In a 2012 memo, he laid out his approach to debate prep, encouraging candidates to devote time to practicing — including spending at least half their time on mock debates with stand-ins for their opponents, and focusing on the most likely, central questions to be asked, rather than forming answers to every possible question.
The memo said candidates should start by writing a “dream” post-debate headline. “Your debate strategy — what answers you give, what posture you strike, what points you emphasize — should be driven with this objective in mind. As you consider potential answers, or lines, or any other element of debate strategy and tactics, ask yourself: Is this approach helping to win that ‘dream’ headline?”
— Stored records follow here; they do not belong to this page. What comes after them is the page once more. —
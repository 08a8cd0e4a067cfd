//! Two-level cluster topology: cluster -> racks -> hosts.

use std::collections::{BTreeMap, BTreeSet};

use log::debug;

use crate::config::ClusterConfig;

/// Opaque host identifier.
pub type Host = String;
/// Opaque rack identifier.
pub type Rack = String;

/// Rack assigned to every host the topology does not know about.
pub const DEFAULT_RACK: &str = "/default-rack";

/// Maps hosts to racks and back. Read-only for the duration of a job's
/// scheduling; mutation happens only between jobs, driven by cluster
/// topology discovery.
#[derive(Debug, Clone, Default)]
pub struct ClusterTopology {
    rack_by_host: BTreeMap<Host, Rack>,
    hosts_by_rack: BTreeMap<Rack, BTreeSet<Host>>,
}

impl ClusterTopology {
    /// Creates an empty topology where every host resolves to [DEFAULT_RACK].
    pub fn new() -> Self {
        Self::default()
    }

    /// Builds topology from a parsed cluster config.
    pub fn from_config(config: &ClusterConfig) -> Self {
        let mut topology = Self::new();
        for rack in config.racks.iter() {
            for host in rack.hosts.iter() {
                topology.add_host(host.clone(), rack.name.clone());
            }
        }
        topology
    }

    /// Registers `host` in `rack`. A host belongs to exactly one rack,
    /// so re-adding a known host moves it.
    pub fn add_host(&mut self, host: Host, rack: Rack) {
        self.remove_host(&host);
        self.hosts_by_rack.entry(rack.clone()).or_default().insert(host.clone());
        self.rack_by_host.insert(host, rack);
    }

    /// Removes `host` from the topology. Returns the rack it was in, if any.
    pub fn remove_host(&mut self, host: &str) -> Option<Rack> {
        let rack = self.rack_by_host.remove(host)?;
        if let Some(hosts) = self.hosts_by_rack.get_mut(&rack) {
            hosts.remove(host);
            if hosts.is_empty() {
                self.hosts_by_rack.remove(&rack);
            }
        }
        Some(rack)
    }

    /// Returns the rack of `host`. Total: unknown hosts resolve to
    /// [DEFAULT_RACK] so downstream placement is never blocked by a
    /// topology gap. Reporting such gaps is the discovery layer's job,
    /// so this only logs at debug level.
    pub fn rack_of(&self, host: &str) -> &str {
        match self.rack_by_host.get(host) {
            Some(rack) => rack,
            None => {
                debug!("host {} is not in the topology, assuming {}", host, DEFAULT_RACK);
                DEFAULT_RACK
            }
        }
    }

    /// Returns all hosts in `rack`. Diagnostics only, the placement
    /// algorithm does not need it.
    pub fn hosts_of(&self, rack: &str) -> Option<&BTreeSet<Host>> {
        self.hosts_by_rack.get(rack)
    }

    /// Returns all known racks.
    pub fn racks(&self) -> impl Iterator<Item = &Rack> {
        self.hosts_by_rack.keys()
    }

    /// Returns all known hosts.
    pub fn hosts(&self) -> impl Iterator<Item = &Host> {
        self.rack_by_host.keys()
    }

    /// Whether `host` is known to the topology.
    pub fn contains_host(&self, host: &str) -> bool {
        self.rack_by_host.contains_key(host)
    }

    /// Number of known hosts.
    pub fn len(&self) -> usize {
        self.rack_by_host.len()
    }

    /// Whether the topology has no hosts.
    pub fn is_empty(&self) -> bool {
        self.rack_by_host.is_empty()
    }
}
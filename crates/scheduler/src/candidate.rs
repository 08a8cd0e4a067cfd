//! Preferred hosts and racks of a split, used for locality tiering.

use itertools::Itertools;

use taskrack_cluster::topology::{ClusterTopology, Host, Rack};

use crate::split::InputSplit;

/// Candidate placement targets of one split, computed once at task-creation
/// time and cached on the task (replica locations do not change mid-job).
#[derive(Debug, Clone, Default)]
pub struct TaskCandidates {
    /// Hosts holding a replica, deduplicated, in replica-list order.
    pub preferred_hosts: Vec<Host>,
    /// Racks of the preferred hosts, deduplicated.
    pub preferred_racks: Vec<Rack>,
}

impl TaskCandidates {
    /// Expands the split's replica host list into preferred hosts and the
    /// racks those hosts belong to. Hosts the topology does not know land in
    /// the default rack, so this never fails.
    pub fn build(split: &InputSplit, topology: &ClusterTopology) -> Self {
        let preferred_hosts: Vec<Host> = split.locations.iter().cloned().unique().collect();
        let preferred_racks: Vec<Rack> = preferred_hosts
            .iter()
            .map(|host| topology.rack_of(host).to_string())
            .unique()
            .collect();
        TaskCandidates {
            preferred_hosts,
            preferred_racks,
        }
    }
}
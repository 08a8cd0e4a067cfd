//! Task state machine.

use taskrack_cluster::topology::Host;

use crate::candidate::TaskCandidates;
use crate::counters::Locality;
use crate::split::{InputSplit, TaskId};

/// Assignment state of a task.
///
/// The engine moves tasks `Pending -> Running` (assignment) and back
/// (re-insertion after a lost worker); the execution runtime reports
/// `Running -> Done` and `Running -> Failed`. Re-queuing a failed task is a
/// policy decision outside this core, but the state machine admits it.
#[derive(Debug, Clone, Copy, PartialEq, Eq)]
pub enum TaskState {
    Pending,
    Running,
    Done,
    Failed,
}

/// One split bound to one job, with its cached candidate sets.
#[derive(Debug)]
pub struct Task {
    pub id: TaskId,
    pub split: InputSplit,
    pub candidates: TaskCandidates,
    pub state: TaskState,
    /// Worker the task is (or was last) bound to.
    pub worker: Option<Host>,
    /// Classification of the most recent assignment.
    pub last_locality: Option<Locality>,
}

impl Task {
    pub fn new(id: TaskId, split: InputSplit, candidates: TaskCandidates) -> Self {
        Task {
            id,
            split,
            candidates,
            state: TaskState::Pending,
            worker: None,
            last_locality: None,
        }
    }
}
He wrote that candidates should develop lists of three things they must say during the debate, and study both what their opponents have been saying and what local newspapers have reported in the days leading up to debates. And they must make their key points, he wrote, in the early stages.
“A stumble, fumble, or gaffe can cost you a debate, right up to the last second,” Klain wrote. “But while you can LOSE a debate at any point, you can only WIN a debate in the first 30 minutes. The viewers, the reporters, and even your opponent form a sense of the debate dynamic in the early going.”
Klain was for a period on the outs with Biden and his allies after he joined Hillary Clinton’s team in 2015, before Biden had decided against a 2016 presidential campaign. But he worked his way back into Biden’s inner circle after Clinton lost the 2016 election.
“Ron Klain’s deep, varied experience and capacity to work with people all across the political spectrum is precisely what I need in a White House chief of staff as we confront this moment of crisis and bring our country together again,” Biden tweeted Wednesday in announcing his selection.